_TO DO_. Work out how many lines in the data include the string "should"; reply with that number alone.

* * *

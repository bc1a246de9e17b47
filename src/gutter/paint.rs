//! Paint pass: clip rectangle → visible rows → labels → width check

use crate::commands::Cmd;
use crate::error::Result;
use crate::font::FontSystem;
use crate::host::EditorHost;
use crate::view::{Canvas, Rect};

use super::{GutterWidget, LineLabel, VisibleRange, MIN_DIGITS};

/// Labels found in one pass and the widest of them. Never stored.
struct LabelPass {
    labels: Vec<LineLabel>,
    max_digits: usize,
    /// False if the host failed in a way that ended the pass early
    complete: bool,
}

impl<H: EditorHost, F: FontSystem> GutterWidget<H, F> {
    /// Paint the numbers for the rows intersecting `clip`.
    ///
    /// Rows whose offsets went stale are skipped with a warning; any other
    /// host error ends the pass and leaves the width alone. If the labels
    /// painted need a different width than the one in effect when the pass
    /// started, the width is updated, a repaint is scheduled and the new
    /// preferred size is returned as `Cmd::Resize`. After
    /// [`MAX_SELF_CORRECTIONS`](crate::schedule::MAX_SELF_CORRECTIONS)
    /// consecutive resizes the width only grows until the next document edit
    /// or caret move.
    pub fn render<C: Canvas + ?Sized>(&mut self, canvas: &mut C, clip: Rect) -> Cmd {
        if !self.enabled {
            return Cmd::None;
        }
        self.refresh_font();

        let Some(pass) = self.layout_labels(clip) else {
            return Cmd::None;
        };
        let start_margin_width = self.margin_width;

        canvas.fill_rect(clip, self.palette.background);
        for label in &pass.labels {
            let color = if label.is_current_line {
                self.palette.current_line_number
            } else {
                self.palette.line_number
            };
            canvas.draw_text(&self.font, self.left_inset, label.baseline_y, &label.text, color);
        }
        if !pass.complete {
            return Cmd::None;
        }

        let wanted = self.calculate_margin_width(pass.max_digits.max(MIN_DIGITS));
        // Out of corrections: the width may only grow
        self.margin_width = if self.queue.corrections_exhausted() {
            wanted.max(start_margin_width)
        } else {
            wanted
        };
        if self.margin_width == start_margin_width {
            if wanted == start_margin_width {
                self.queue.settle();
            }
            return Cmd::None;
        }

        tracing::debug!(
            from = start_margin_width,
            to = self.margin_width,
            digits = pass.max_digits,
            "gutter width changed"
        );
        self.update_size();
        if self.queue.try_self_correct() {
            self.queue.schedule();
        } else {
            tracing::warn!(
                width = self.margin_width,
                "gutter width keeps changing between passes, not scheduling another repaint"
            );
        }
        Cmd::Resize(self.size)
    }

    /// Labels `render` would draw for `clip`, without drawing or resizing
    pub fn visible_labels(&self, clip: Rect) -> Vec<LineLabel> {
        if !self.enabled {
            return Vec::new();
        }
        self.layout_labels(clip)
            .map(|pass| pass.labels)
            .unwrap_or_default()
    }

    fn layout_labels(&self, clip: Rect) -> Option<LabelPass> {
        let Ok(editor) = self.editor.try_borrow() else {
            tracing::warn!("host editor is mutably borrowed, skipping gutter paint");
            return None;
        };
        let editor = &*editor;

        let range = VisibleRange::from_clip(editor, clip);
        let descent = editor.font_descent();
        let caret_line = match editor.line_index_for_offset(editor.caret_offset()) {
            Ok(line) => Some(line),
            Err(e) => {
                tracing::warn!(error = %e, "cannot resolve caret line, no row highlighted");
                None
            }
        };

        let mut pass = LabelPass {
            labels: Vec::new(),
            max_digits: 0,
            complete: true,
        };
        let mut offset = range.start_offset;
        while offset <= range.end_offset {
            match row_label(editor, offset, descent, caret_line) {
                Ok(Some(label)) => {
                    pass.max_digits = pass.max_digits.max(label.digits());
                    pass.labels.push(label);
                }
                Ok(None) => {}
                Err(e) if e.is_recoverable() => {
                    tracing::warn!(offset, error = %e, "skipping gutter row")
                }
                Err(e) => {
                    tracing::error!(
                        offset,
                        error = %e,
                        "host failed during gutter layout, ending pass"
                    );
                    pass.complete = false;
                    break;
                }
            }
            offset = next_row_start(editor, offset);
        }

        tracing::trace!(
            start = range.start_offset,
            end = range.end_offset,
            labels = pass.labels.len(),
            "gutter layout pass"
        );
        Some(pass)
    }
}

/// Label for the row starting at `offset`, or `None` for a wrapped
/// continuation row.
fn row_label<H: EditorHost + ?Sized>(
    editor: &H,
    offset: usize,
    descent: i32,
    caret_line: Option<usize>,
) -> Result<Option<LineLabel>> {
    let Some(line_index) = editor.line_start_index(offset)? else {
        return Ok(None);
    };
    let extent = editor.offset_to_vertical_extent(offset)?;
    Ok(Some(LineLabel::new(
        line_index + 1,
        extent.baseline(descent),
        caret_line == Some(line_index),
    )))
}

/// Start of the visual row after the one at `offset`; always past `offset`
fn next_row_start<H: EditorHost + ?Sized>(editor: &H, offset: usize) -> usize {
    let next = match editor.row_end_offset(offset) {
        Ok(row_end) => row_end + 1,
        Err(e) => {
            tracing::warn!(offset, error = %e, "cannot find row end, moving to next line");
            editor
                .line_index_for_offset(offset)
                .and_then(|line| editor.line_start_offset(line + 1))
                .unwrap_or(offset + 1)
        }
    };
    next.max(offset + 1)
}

* * *

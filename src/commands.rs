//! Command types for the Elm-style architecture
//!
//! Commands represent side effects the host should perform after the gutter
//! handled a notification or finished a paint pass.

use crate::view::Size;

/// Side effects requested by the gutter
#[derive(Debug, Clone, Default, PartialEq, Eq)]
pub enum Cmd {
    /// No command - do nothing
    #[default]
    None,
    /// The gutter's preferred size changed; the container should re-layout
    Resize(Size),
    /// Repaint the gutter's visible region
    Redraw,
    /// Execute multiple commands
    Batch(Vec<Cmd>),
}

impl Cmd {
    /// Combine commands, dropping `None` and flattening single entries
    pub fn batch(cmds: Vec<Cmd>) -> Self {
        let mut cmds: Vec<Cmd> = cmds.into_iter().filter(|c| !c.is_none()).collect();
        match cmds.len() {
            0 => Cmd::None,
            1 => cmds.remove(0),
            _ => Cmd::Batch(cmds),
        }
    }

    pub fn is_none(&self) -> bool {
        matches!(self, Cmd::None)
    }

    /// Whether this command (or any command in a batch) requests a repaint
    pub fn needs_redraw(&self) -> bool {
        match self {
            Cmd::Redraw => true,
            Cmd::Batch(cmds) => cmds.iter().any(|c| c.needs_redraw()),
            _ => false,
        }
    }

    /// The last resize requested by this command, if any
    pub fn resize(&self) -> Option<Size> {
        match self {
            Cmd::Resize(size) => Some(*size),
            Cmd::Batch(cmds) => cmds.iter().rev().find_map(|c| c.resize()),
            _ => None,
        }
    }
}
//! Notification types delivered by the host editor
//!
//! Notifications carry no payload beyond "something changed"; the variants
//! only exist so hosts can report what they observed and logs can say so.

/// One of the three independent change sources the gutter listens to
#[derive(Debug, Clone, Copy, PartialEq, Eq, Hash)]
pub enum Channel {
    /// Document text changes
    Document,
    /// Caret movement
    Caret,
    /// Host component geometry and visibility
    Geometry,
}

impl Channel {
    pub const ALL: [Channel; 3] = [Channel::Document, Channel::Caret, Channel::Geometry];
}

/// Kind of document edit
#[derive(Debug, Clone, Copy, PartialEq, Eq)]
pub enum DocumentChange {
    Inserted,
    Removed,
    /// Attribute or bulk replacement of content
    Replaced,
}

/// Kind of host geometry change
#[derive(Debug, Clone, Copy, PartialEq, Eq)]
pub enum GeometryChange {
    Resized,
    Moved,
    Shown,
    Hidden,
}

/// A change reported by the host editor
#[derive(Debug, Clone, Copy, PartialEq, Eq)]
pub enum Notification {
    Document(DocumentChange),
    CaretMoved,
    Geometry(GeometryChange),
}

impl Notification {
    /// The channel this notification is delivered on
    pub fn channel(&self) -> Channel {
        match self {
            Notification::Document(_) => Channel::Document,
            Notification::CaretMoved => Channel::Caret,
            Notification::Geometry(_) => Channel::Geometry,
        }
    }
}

* * *

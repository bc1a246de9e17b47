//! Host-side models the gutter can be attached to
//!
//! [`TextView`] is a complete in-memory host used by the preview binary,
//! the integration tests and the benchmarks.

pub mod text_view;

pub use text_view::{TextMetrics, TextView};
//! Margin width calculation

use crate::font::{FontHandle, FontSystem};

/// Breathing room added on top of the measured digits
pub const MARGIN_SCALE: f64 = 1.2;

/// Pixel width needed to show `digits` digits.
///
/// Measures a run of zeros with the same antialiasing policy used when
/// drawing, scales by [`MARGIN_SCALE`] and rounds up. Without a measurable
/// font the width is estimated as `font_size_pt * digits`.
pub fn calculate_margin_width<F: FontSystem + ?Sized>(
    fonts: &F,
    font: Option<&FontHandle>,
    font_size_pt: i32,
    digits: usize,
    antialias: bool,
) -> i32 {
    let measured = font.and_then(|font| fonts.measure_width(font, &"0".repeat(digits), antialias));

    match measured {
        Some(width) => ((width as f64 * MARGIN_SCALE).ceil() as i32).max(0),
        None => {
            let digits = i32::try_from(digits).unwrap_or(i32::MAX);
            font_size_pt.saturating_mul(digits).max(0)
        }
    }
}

* * *

_ANSWER SECTION_. 2